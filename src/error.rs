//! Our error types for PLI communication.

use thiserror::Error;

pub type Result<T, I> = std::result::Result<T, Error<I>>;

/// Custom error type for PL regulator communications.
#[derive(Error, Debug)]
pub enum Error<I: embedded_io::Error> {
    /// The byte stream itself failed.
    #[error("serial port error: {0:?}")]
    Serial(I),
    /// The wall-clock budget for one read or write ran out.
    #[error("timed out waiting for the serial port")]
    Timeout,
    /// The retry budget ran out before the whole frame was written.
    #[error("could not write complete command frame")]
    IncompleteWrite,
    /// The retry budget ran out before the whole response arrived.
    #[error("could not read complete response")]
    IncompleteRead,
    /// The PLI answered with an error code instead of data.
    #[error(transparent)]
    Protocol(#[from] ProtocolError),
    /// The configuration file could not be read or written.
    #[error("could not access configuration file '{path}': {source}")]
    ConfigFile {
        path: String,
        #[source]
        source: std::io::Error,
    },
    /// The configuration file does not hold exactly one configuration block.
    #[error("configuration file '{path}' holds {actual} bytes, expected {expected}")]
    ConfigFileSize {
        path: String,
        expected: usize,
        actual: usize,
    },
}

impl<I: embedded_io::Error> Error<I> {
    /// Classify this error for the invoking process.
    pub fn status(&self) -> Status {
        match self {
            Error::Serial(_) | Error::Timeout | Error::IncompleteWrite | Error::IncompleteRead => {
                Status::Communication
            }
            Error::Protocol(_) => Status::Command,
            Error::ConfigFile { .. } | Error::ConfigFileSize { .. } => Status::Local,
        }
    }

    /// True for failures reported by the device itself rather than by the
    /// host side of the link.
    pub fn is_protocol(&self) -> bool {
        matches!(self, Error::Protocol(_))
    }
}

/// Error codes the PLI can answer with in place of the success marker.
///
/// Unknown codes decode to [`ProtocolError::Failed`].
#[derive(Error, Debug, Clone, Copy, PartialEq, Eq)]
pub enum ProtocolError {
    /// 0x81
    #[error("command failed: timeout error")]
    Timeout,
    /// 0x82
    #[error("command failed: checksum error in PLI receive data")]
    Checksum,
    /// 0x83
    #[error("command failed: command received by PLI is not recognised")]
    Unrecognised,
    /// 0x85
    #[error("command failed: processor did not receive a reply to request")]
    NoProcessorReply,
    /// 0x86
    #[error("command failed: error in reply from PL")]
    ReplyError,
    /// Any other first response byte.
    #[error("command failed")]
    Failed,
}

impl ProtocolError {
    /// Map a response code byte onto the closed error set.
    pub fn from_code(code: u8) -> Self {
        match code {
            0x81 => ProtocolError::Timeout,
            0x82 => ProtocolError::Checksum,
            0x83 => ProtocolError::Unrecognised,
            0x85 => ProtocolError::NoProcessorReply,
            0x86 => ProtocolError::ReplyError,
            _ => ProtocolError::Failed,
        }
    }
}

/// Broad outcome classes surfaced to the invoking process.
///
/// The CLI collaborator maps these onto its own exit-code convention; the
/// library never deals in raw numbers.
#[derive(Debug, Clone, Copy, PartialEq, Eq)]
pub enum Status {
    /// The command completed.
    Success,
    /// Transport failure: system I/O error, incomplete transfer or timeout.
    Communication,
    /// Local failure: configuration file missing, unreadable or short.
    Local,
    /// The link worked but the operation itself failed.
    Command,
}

What is being asked
Return exactly the lines that run from the top of the listing above to the line containing "not write complete", please, keeping both end lines and leaving out everything else.

Reply
filename src/error.rs
//! Our error types for PLI communication.

use thiserror::Error;

pub type Result<T, I> = std::result::Result<T, Error<I>>;

/// Custom error type for PL regulator communications.
#[derive(Error, Debug)]
pub enum Error<I: embedded_io::Error> {
    /// The byte stream itself failed.
    #[error("serial port error: {0:?}")]
    Serial(I),
    /// The wall-clock budget for one read or write ran out.
    #[error("timed out waiting for the serial port")]
    Timeout,
    /// The retry budget ran out before the whole frame was written.
    #[error("could not write complete command frame")]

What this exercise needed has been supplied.